Ao violarem as mais elementares regras de segurança sanitária, os “cidadões” não só colocam em perigo a sua saúde, mas também a dos cidadãos. E, além disso, contribuem para sobrecarregar os hospitais.

Há muito que ficou claro que os apelos à cidadania caiem em saco roto e só resta um meio real de chamar os “cidadões” à razão: multas, multas e multas pesadas.

Os números de multas revelados pela polícia mostram que as forças da ordem ainda perdem tempo com a pedagogia.

E não me venham acusar de querer impor ditaduras, regimes autoritários, etc. Se estamos em estado de guerra, os infractores são traidores. E a guerra poderia não ter começado se as pessoas simplesmente se respeitassem umas às outras.

2 A detenção do opositor russo Alexey Navalny não constituiu surpresa para ninguém, mas foi caricata e ridícula a forma como foi feita.

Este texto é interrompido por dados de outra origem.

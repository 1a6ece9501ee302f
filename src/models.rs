// src/models.rs
use chrono::{DateTime, Utc};
use serde::{Deserialize, Deserializer, Serialize};
use serde_json::{Map, Value};

/// Current persisted format version. Blobs written before versioning load as 0.
pub const STORE_FORMAT_VERSION: u32 = 1;

pub const DEFAULT_CATEGORY: &str = "other";
pub const DEFAULT_CATEGORY_ICON: &str = "fas fa-folder";
pub const OTHER_SERVICE: &str = "other";

#[derive(Debug, Clone, PartialEq, Eq, Serialize, Deserialize)]
#[serde(rename_all = "camelCase")]
pub struct CredentialRecord {
    #[serde(deserialize_with = "string_or_number")]
    pub id: String,
    #[serde(default, deserialize_with = "null_as_default")]
    pub service: String,
    #[serde(default, deserialize_with = "null_as_default")]
    pub service_name: String,
    #[serde(default, deserialize_with = "null_as_default")]
    pub username: String,
    #[serde(default, deserialize_with = "null_as_default")]
    pub password: String, // Plaintext
    #[serde(default, deserialize_with = "null_as_default")]
    pub notes: String,
    #[serde(default = "default_category", deserialize_with = "null_as_default_category")]
    pub category: String,
    pub created_at: DateTime<Utc>,
    #[serde(default, skip_serializing_if = "Option::is_none")]
    pub updated_at: Option<DateTime<Utc>>,
    #[serde(default, skip_serializing_if = "Option::is_none")]
    pub expires_at: Option<DateTime<Utc>>,
}

impl CredentialRecord {
    /// Timestamp used for ordering: `updatedAt`, falling back to `createdAt`.
    pub fn last_modified(&self) -> DateTime<Utc> {
        self.updated_at.unwrap_or(self.created_at)
    }

    pub fn is_valid(&self) -> bool {
        !self.id.trim().is_empty()
            && !self.service_name.trim().is_empty()
            && !self.username.trim().is_empty()
    }

    pub fn is_expired_at(&self, now: DateTime<Utc>) -> bool {
        self.expires_at.map_or(false, |expires| expires < now)
    }
}

fn default_category() -> String {
    DEFAULT_CATEGORY.to_string()
}

// Stored blobs may carry `null` where a field was never filled in
fn null_as_default<'de, D, T>(deserializer: D) -> Result<T, D::Error>
where
    D: Deserializer<'de>,
    T: Default + Deserialize<'de>,
{
    Ok(Option::<T>::deserialize(deserializer)?.unwrap_or_default())
}

fn null_as_default_category<'de, D>(deserializer: D) -> Result<String, D::Error>
where
    D: Deserializer<'de>,
{
    Ok(Option::<String>::deserialize(deserializer)?.unwrap_or_else(default_category))
}

// Older writers used numeric timestamps as ids
fn string_or_number<'de, D>(deserializer: D) -> Result<String, D::Error>
where
    D: Deserializer<'de>,
{
    #[derive(Deserialize)]
    #[serde(untagged)]
    enum RawId {
        Text(String),
        Number(serde_json::Number),
    }

    Ok(match RawId::deserialize(deserializer)? {
        RawId::Text(id) => id,
        RawId::Number(id) => id.to_string(),
    })
}

#[derive(Debug, Clone, PartialEq, Eq, Serialize, Deserialize)]
pub struct Category {
    pub id: String,
    pub name: String,
    pub icon: String,
}

impl Category {
    fn new(id: &str, name: &str, icon: &str) -> Self {
        Self {
            id: id.to_string(),
            name: name.to_string(),
            icon: icon.to_string(),
        }
    }

    pub fn builtin() -> Vec<Category> {
        vec![
            Category::new("personal", "Personal", "fas fa-user"),
            Category::new("work", "Work", "fas fa-briefcase"),
            Category::new("social", "Social Media", "fas fa-share-alt"),
            Category::new("financial", "Financial", "fas fa-wallet"),
            Category::new(DEFAULT_CATEGORY, "Other", DEFAULT_CATEGORY_ICON),
        ]
    }
}

#[derive(Debug, Clone, PartialEq, Eq, Serialize, Deserialize)]
#[serde(rename_all = "camelCase", default)]
pub struct Settings {
    #[serde(alias = "autoLock")]
    pub auto_lock_minutes: u32,
    pub theme: String,
}

impl Default for Settings {
    fn default() -> Self {
        Self {
            auto_lock_minutes: 5,
            theme: "light".to_string(),
        }
    }
}

/// Everything that is persisted, serialized as one blob.
#[derive(Debug, Clone, PartialEq, Serialize, Deserialize)]
pub struct StoreData {
    #[serde(default)]
    pub version: u32,
    pub entries: Vec<CredentialRecord>,
    pub categories: Vec<Category>,
    pub settings: Settings,
    // Unknown top-level fields from a newer or foreign writer
    #[serde(flatten)]
    pub extra: Map<String, Value>,
}

impl Default for StoreData {
    fn default() -> Self {
        Self {
            version: STORE_FORMAT_VERSION,
            entries: Vec::new(),
            categories: Category::builtin(),
            settings: Settings::default(),
            extra: Map::new(),
        }
    }
}

/// Caller-supplied fields for create and update.
#[derive(Debug, Clone, Default)]
pub struct RecordInput {
    pub service: String,
    pub service_name: String,
    pub category: Option<String>,
    pub username: String,
    pub password: String,
    pub notes: Option<String>,
    pub expires_in_days: Option<u32>,
}

#[derive(Debug, Clone, Copy, PartialEq, Eq, Default)]
pub enum SortOrder {
    #[default]
    Newest,
    Oldest,
}

#[derive(Debug, Clone, Default)]
pub struct RecordFilter {
    pub service: Option<String>,
    pub category: Option<String>,
    pub search_term: Option<String>,
    pub sort: SortOrder,
}

impl RecordFilter {
    pub fn matches(&self, record: &CredentialRecord) -> bool {
        if !selector_matches(self.service.as_deref(), &record.service) {
            return false;
        }
        if !selector_matches(self.category.as_deref(), &record.category) {
            return false;
        }

        match self.search_term.as_deref().filter(|term| !term.is_empty()) {
            Some(term) => {
                let term = term.to_lowercase();
                record.service_name.to_lowercase().contains(&term)
                    || record.username.to_lowercase().contains(&term)
                    || record.notes.to_lowercase().contains(&term)
            }
            None => true,
        }
    }
}

// `None` and "all" both mean no restriction
fn selector_matches(selector: Option<&str>, value: &str) -> bool {
    match selector {
        None | Some("all") => true,
        Some(wanted) => wanted == value,
    }
}

#[derive(Debug, Clone, Copy, PartialEq, Eq, Default)]
pub struct DashboardCounts {
    pub total: usize,
    pub weak: usize,
    pub expired: usize,
}

// Password generation options
#[derive(Debug, Clone, PartialEq, Eq, Serialize, Deserialize)]
pub struct PasswordGenerationOptions {
    pub length: usize,
    pub include_uppercase: bool,
    pub include_lowercase: bool,
    pub include_numbers: bool,
    pub include_symbols: bool,
}

impl PasswordGenerationOptions {
    /// All four character classes enabled.
    pub fn with_length(length: usize) -> Self {
        Self {
            length,
            include_uppercase: true,
            include_lowercase: true,
            include_numbers: true,
            include_symbols: true,
        }
    }
}

#[cfg(test)]
mod tests {
    use super::*;
    use chrono::TimeZone;

    fn record(service_name: &str, username: &str, notes: &str) -> CredentialRecord {
        CredentialRecord {
            id: "1".into(),
            service: "google".into(),
            service_name: service_name.into(),
            username: username.into(),
            password: "pw".into(),
            notes: notes.into(),
            category: "personal".into(),
            created_at: Utc.with_ymd_and_hms(2024, 1, 1, 0, 0, 0).unwrap(),
            updated_at: None,
            expires_at: None,
        }
    }

    #[test]
    fn record_uses_camel_case_field_names() {
        let json = serde_json::to_value(record("Google", "me", "")).unwrap();
        assert!(json.get("serviceName").is_some());
        assert!(json.get("createdAt").is_some());
        assert!(json.get("updatedAt").is_none());
    }

    #[test]
    fn missing_category_defaults_to_other() {
        let json = r#"{"id":"7","serviceName":"X","username":"u","createdAt":"2024-01-01T00:00:00Z"}"#;
        let parsed: CredentialRecord = serde_json::from_str(json).unwrap();
        assert_eq!(parsed.category, DEFAULT_CATEGORY);
        assert_eq!(parsed.last_modified(), parsed.created_at);
    }

    #[test]
    fn whitespace_only_username_is_invalid() {
        assert!(record("Google", "me", "").is_valid());
        assert!(!record("Google", "   ", "").is_valid());
        assert!(!record("", "me", "").is_valid());
    }

    #[test]
    fn legacy_auto_lock_key_is_accepted() {
        let settings: Settings = serde_json::from_str(r#"{"autoLock":15}"#).unwrap();
        assert_eq!(settings.auto_lock_minutes, 15);
        assert_eq!(settings.theme, "light");
    }

    #[test]
    fn filter_search_is_case_insensitive_across_fields() {
        let rec = record("GitHub", "octo@example.com", "Work laptop key");
        let by = |term: &str| RecordFilter {
            search_term: Some(term.into()),
            ..Default::default()
        };
        assert!(by("github").matches(&rec));
        assert!(by("OCTO").matches(&rec));
        assert!(by("laptop").matches(&rec));
        assert!(!by("gitlab").matches(&rec));
    }

    #[test]
    fn all_selector_matches_everything() {
        let rec = record("Google", "me", "");
        let filter = RecordFilter {
            service: Some("all".into()),
            category: Some("personal".into()),
            ..Default::default()
        };
        assert!(filter.matches(&rec));

        let filter = RecordFilter {
            category: Some("work".into()),
            ..Default::default()
        };
        assert!(!filter.matches(&rec));
    }
}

Vladimir Putin e a sua corte repetem insistentemente que Navalny não representa ninguém na Rússia, que é uma criação da CIA norte-americana para desestabilizar o seu regime. Por isso, o czar diz não ter medo de uma pessoa que, para ele, não tem nome nem apelido.

Contudo, a recepção ao opositor mostra que esse discurso tem cada vez menos a ver com a realidade. Quando as autoridades russas viram que centenas de pessoas se reuniram no aeroporto de Vnukovo, onde devia aterrar o avião com o “paciente de Berlim” (um dos epítetos do Kremlin para Navalny), cercaram o edifício com polícia de choque e as detenções começaram. Isto também era expectável.

Mas Putin foi mais longe no campo da luta contra um “opositor insignificante” e mandou desviar o avião para o aeroporto de Sheremetevo, situado a umas dezenas de quilómetros do primeiro. Além disso, a polícia montou barreiras para dificultar o movimento dos opositores.

Seguindo a lógica putinista, estávamos a assistir ao combate contra uma mosca, utilizando os mísseis supersónicos tão publicitados pela propaganda russa.

Detido na zona de controlo de passaportes, Navalny foi levado para uma esquadra de polícia dos arredores de Moscovo e, no dia seguinte, contra todas as normais processuais, foi aí julgado por uma juíza chamada ao local para o efeito. As paredes da “sala de audiências” da esquadra de polícia estavam decoradas com retratos de antigos dirigentes dos órgãos de segurança da União Soviética, entre eles Guenrich Yagoda, um dos mais conhecidos carrascos do estalinismo. Como só alguns “órgãos de informação” leais ao poder estiveram na sala, não se sabe se o retrato desse carrasco estaria acompanhado dos de Iajov ou Béria.

Navalny foi condenado a 30 dias de prisão, mas as condenações não se ficarão por aqui. Isso significa que Putin tem medo, e cada vez mais, à medida que a paranóia do poder absoluto se apodera dele. E, como é sabido, o medo não é bom conselheiro.